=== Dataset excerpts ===
----------------

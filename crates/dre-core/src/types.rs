use rust_decimal::Decimal;
use serde::{Deserialize, Serialize};

/// All monetary values. Wraps Decimal to prevent accidental f64 usage.
pub type Money = Decimal;

/// Percentages expressed in points (8.5 = 8.5%). Never as fractions.
pub type Percent = Decimal;

/// Standard computation output envelope
#[derive(Debug, Clone, Serialize, Deserialize)]
pub struct ComputationOutput<T: Serialize> {
    pub result: T,
    pub methodology: String,
    pub assumptions: serde_json::Value,
    pub warnings: Vec<String>,
    pub metadata: ComputationMetadata,
}

/// Metadata for every computation
#[derive(Debug, Clone, Serialize, Deserialize)]
pub struct ComputationMetadata {
    pub version: String,
    pub computation_time_us: u64,
    pub precision: String,
}

/// Helper to wrap computation results with metadata
pub fn with_metadata<T: Serialize>(
    methodology: &str,
    assumptions: &impl Serialize,
    warnings: Vec<String>,
    elapsed_us: u64,
    result: T,
) -> ComputationOutput<T> {
    ComputationOutput {
        result,
        methodology: methodology.to_string(),
        assumptions: serde_json::to_value(assumptions).unwrap_or_default(),
        warnings,
        metadata: ComputationMetadata {
            version: env!("CARGO_PKG_VERSION").to_string(),
            computation_time_us: elapsed_us,
            precision: "rust_decimal_128bit".to_string(),
        },
    }
}
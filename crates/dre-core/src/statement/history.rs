use chrono::{DateTime, Utc};
use serde::{Deserialize, Serialize};

use crate::statement::income::{IncomeStatement, StatementInput};

/// Maximum number of past simulations retained.
pub const HISTORY_CAPACITY: usize = 20;

/// A recorded simulation: the parameters used and the statement produced.
#[derive(Debug, Clone, PartialEq, Serialize, Deserialize)]
pub struct HistoryEntry {
    pub saved_at: DateTime<Utc>,
    pub input: StatementInput,
    pub statement: IncomeStatement,
}

/// Append-only bounded log of past simulations.
///
/// Owned by the calling layer; the calculator itself never reads or
/// writes it. Once the cap is reached the oldest entries are dropped.
#[derive(Debug, Clone, Default, Serialize, Deserialize)]
pub struct SimulationHistory {
    entries: Vec<HistoryEntry>,
}

impl SimulationHistory {
    pub fn new() -> Self {
        Self::default()
    }

    /// Record a simulation, dropping the oldest entries past the cap.
    pub fn record(&mut self, input: StatementInput, statement: IncomeStatement) {
        self.entries.push(HistoryEntry {
            saved_at: Utc::now(),
            input,
            statement,
        });
        if self.entries.len() > HISTORY_CAPACITY {
            let excess = self.entries.len() - HISTORY_CAPACITY;
            self.entries.drain(..excess);
        }
    }

    pub fn entries(&self) -> &[HistoryEntry] {
        &self.entries
    }

    pub fn latest(&self) -> Option<&HistoryEntry> {
        self.entries.last()
    }

    pub fn len(&self) -> usize {
        self.entries.len()
    }

    pub fn is_empty(&self) -> bool {
        self.entries.is_empty()
    }

    pub fn clear(&mut self) {
        self.entries.clear();
    }
}

#[cfg(test)]
mod tests {
    use super::*;
    use crate::statement::income::calculate_statement;
    use rust_decimal_macros::dec;

    fn sample_input(quantity: u32) -> StatementInput {
        StatementInput {
            product_name: "Margherita".to_string(),
            unit_cost: dec!(15.50),
            markup_pct: dec!(100),
            quantity,
            tax_sales_pct: dec!(8.5),
            cancellations_pct: dec!(2),
            returns_pct: dec!(1),
            platform_fee_pct: dec!(12),
            rent_utilities: dec!(3000),
            salaries: dec!(5000),
            marketing: dec!(500),
            other_expenses: dec!(500),
            financial_expenses: dec!(200),
            irpj_pct: dec!(15),
            csll_pct: dec!(9),
        }
    }

    #[test]
    fn test_record_and_latest() {
        let mut history = SimulationHistory::new();
        assert!(history.is_empty());

        let input = sample_input(100);
        let statement = calculate_statement(&input).result;
        history.record(input, statement);

        assert_eq!(history.len(), 1);
        assert_eq!(history.latest().unwrap().input.quantity, 100);
    }

    #[test]
    fn test_capacity_drops_oldest() {
        let mut history = SimulationHistory::new();
        for quantity in 1..=25 {
            let input = sample_input(quantity);
            let statement = calculate_statement(&input).result;
            history.record(input, statement);
        }
        assert_eq!(history.len(), HISTORY_CAPACITY);
        // the first five runs fell off the front
        assert_eq!(history.entries()[0].input.quantity, 6);
        assert_eq!(history.latest().unwrap().input.quantity, 25);
    }

    #[test]
    fn test_clear() {
        let mut history = SimulationHistory::new();
        let input = sample_input(100);
        let statement = calculate_statement(&input).result;
        history.record(input, statement);
        history.clear();
        assert!(history.is_empty());
    }
}
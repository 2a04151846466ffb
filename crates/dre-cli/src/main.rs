mod commands;
mod input;
mod output;

use clap::{Parser, Subcommand, ValueEnum};
use colored::Colorize;
use std::process;

use commands::regimes::RegimesArgs;
use commands::report::ReportArgs;
use commands::scenarios::ScenariosArgs;
use commands::statement::StatementArgs;

/// Single-product pricing and income statement simulation
#[derive(Parser)]
#[command(
    name = "dre",
    version,
    about = "Single-product pricing and income statement (DRE) simulation",
    long_about = "A CLI for simulating a single-product income statement with decimal \
                  precision: markup pricing, revenue deductions, cost of goods, \
                  operating expenses, profit taxes, margins, break-even volume, \
                  and what-if scenario comparison."
)]
struct Cli {
    #[command(subcommand)]
    command: Commands,

    /// Output format
    #[arg(long, default_value = "json", global = true)]
    output: OutputFormat,
}

#[derive(Subcommand)]
enum Commands {
    /// Compute the income statement for one product
    Statement(StatementArgs),
    /// Compare net profit across what-if scenarios
    Scenarios(ScenariosArgs),
    /// Emit the flat DRE line table for export
    Report(ReportArgs),
    /// List the tax regime presets
    Regimes(RegimesArgs),
    /// Print version information
    Version,
}

#[derive(Debug, Clone, ValueEnum)]
pub enum OutputFormat {
    Json,
    Table,
    Csv,
    Minimal,
}

fn main() {
    let cli = Cli::parse();

    let result: Result<serde_json::Value, Box<dyn std::error::Error>> = match cli.command {
        Commands::Statement(args) => commands::statement::run_statement(args),
        Commands::Scenarios(args) => commands::scenarios::run_scenarios(args),
        Commands::Report(args) => commands::report::run_report(args),
        Commands::Regimes(args) => commands::regimes::run_regimes(args),
        Commands::Version => {
            println!("dre {}", env!("CARGO_PKG_VERSION"));
            return;
        }
    };

    match result {
        Ok(value) => {
            output::format_output(&cli.output, &value);
            process::exit(0);
        }
        Err(e) => {
            eprintln!("{}: {}", "error".red().bold(), e);
            process::exit(1);
        }
    }
}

----------------

=== What you will do ===
Print each entry exactly as it appears above.

=== Answer for the task ===
filename crates/dre-core/src/types.rs
use rust_decimal::Decimal;
use serde::{Deserialize, Serialize};

/// All monetary values. Wraps Decimal to prevent accidental f64 usage.
pub type Money = Decimal;

/// Percentages expressed in points (8.5 = 8.5%). Never as fractions.
pub type Percent = Decimal;

/// Standard computation output envelope
#[derive(Debug, Clone, Serialize, Deserialize)]
pub struct ComputationOutput<T: Serialize> {
    pub result: T,
    pub methodology: String,
    pub assumptions: serde_json::Value,
    pub warnings: Vec<String>,
    pub metadata: ComputationMetadata,
}

/// Metadata for every computation
#[derive(Debug, Clone, Serialize, Deserialize)]
pub struct ComputationMetadata {
    pub version: String,
    pub computation_time_us: u64,
    pub precision: String,
}

/// Helper to wrap computation results with metadata
pub fn with_metadata<T: Serialize>(
    methodology: &str,
    assumptions: &impl Serialize,
    warnings: Vec<String>,
    elapsed_us: u64,
    result: T,
) -> ComputationOutput<T> {
    ComputationOutput {
        result,
        methodology: methodology.to_string(),
        assumptions: serde_json::to_value(assumptions).unwrap_or_default(),
        warnings,
        metadata: ComputationMetadata {
            version: env!("CARGO_PKG_VERSION").to_string(),
            computation_time_us: elapsed_us,
            precision: "rust_decimal_128bit".to_string(),
        },
    }
}
filename crates/dre-core/src/statement/history.rs
use chrono::{DateTime, Utc};
use serde::{Deserialize, Serialize};

use crate::statement::income::{IncomeStatement, StatementInput};

/// Maximum number of past simulations retained.
pub const HISTORY_CAPACITY: usize = 20;

/// A recorded simulation: the parameters used and the statement produced.
#[derive(Debug, Clone, PartialEq, Serialize, Deserialize)]
pub struct HistoryEntry {
    pub saved_at: DateTime<Utc>,
    pub input: StatementInput,
    pub statement: IncomeStatement,
}

/// Append-only bounded log of past simulations.
///
/// Owned by the calling layer; the calculator itself never reads or
/// writes it. Once the cap is reached the oldest entries are dropped.
#[derive(Debug, Clone, Default, Serialize, Deserialize)]
pub struct SimulationHistory {
    entries: Vec<HistoryEntry>,
}

impl SimulationHistory {
    pub fn new() -> Self {
        Self::default()
    }

    /// Record a simulation, dropping the oldest entries past the cap.
    pub fn record(&mut self, input: StatementInput, statement: IncomeStatement) {
        self.entries.push(HistoryEntry {
            saved_at: Utc::now(),
            input,
            statement,
        });
        if self.entries.len() > HISTORY_CAPACITY {
            let excess = self.entries.len() - HISTORY_CAPACITY;
            self.entries.drain(..excess);
        }
    }

    pub fn entries(&self) -> &[HistoryEntry] {
        &self.entries
    }

    pub fn latest(&self) -> Option<&HistoryEntry> {
        self.entries.last()
    }

    pub fn len(&self) -> usize {
        self.entries.len()
    }

    pub fn is_empty(&self) -> bool {
        self.entries.is_empty()
    }

    pub fn clear(&mut self) {
        self.entries.clear();
    }
}

#[cfg(test)]
mod tests {
    use super::*;
    use crate::statement::income::calculate_statement;
    use rust_decimal_macros::dec;

    fn sample_input(quantity: u32) -> StatementInput {
        StatementInput {
            product_name: "Margherita".to_string(),
            unit_cost: dec!(15.50),
            markup_pct: dec!(100),
            quantity,
            tax_sales_pct: dec!(8.5),
            cancellations_pct: dec!(2),
            returns_pct: dec!(1),
            platform_fee_pct: dec!(12),
            rent_utilities: dec!(3000),
            salaries: dec!(5000),
            marketing: dec!(500),
            other_expenses: dec!(500),
            financial_expenses: dec!(200),
            irpj_pct: dec!(15),
            csll_pct: dec!(9),
        }
    }

    #[test]
    fn test_record_and_latest() {
        let mut history = SimulationHistory::new();
        assert!(history.is_empty());

        let input = sample_input(100);
        let statement = calculate_statement(&input).result;
        history.record(input, statement);

        assert_eq!(history.len(), 1);
        assert_eq!(history.latest().unwrap().input.quantity, 100);
    }

    #[test]
    fn test_capacity_drops_oldest() {
        let mut history = SimulationHistory::new();
        for quantity in 1..=25 {
            let input = sample_input(quantity);
            let statement = calculate_statement(&input).result;
            history.record(input, statement);
        }
        assert_eq!(history.len(), HISTORY_CAPACITY);
        // the first five runs fell off the front
        assert_eq!(history.entries()[0].input.quantity, 6);
        assert_eq!(history.latest().unwrap().input.quantity, 25);
    }

    #[test]
    fn test_clear() {
        let mut history = SimulationHistory::new();
        let input = sample_input(100);
        let statement = calculate_statement(&input).result;
        history.record(input, statement);
        history.clear();
        assert!(history.is_empty());
    }
}
repository 2a04151846466ffb
filename crates/dre-cli/src/main.rs
mod commands;
mod input;
mod output;

use clap::{Parser, Subcommand, ValueEnum};
use colored::Colorize;
use std::process;

use commands::regimes::RegimesArgs;
use commands::report::ReportArgs;
use commands::scenarios::ScenariosArgs;
use commands::statement::StatementArgs;

/// Single-product pricing and income statement simulation
#[derive(Parser)]
#[command(
    name = "dre",
    version,
    about = "Single-product pricing and income statement (DRE) simulation",
    long_about = "A CLI for simulating a single-product income statement with decimal \
                  precision: markup pricing, revenue deductions, cost of goods, \
                  operating expenses, profit taxes, margins, break-even volume, \
                  and what-if scenario comparison."
)]
struct Cli {
    #[command(subcommand)]
    command: Commands,

    /// Output format
    #[arg(long, default_value = "json", global = true)]
    output: OutputFormat,
}

#[derive(Subcommand)]
enum Commands {
    /// Compute the income statement for one product
    Statement(StatementArgs),
    /// Compare net profit across what-if scenarios
    Scenarios(ScenariosArgs),
    /// Emit the flat DRE line table for export
    Report(ReportArgs),
    /// List the tax regime presets
    Regimes(RegimesArgs),
    /// Print version information
    Version,
}

#[derive(Debug, Clone, ValueEnum)]
pub enum OutputFormat {
    Json,
    Table,
    Csv,
    Minimal,
}

fn main() {
    let cli = Cli::parse();

    let result: Result<serde_json::Value, Box<dyn std::error::Error>> = match cli.command {
        Commands::Statement(args) => commands::statement::run_statement(args),
        Commands::Scenarios(args) => commands::scenarios::run_scenarios(args),
        Commands::Report(args) => commands::report::run_report(args),
        Commands::Regimes(args) => commands::regimes::run_regimes(args),
        Commands::Version => {
            println!("dre {}", env!("CARGO_PKG_VERSION"));
            return;
        }
    };

    match result {
        Ok(value) => {
            output::format_output(&cli.output, &value);
            process::exit(0);
        }
        Err(e) => {
            eprintln!("{}: {}", "error".red().bold(), e);
            process::exit(1);
        }
    }
}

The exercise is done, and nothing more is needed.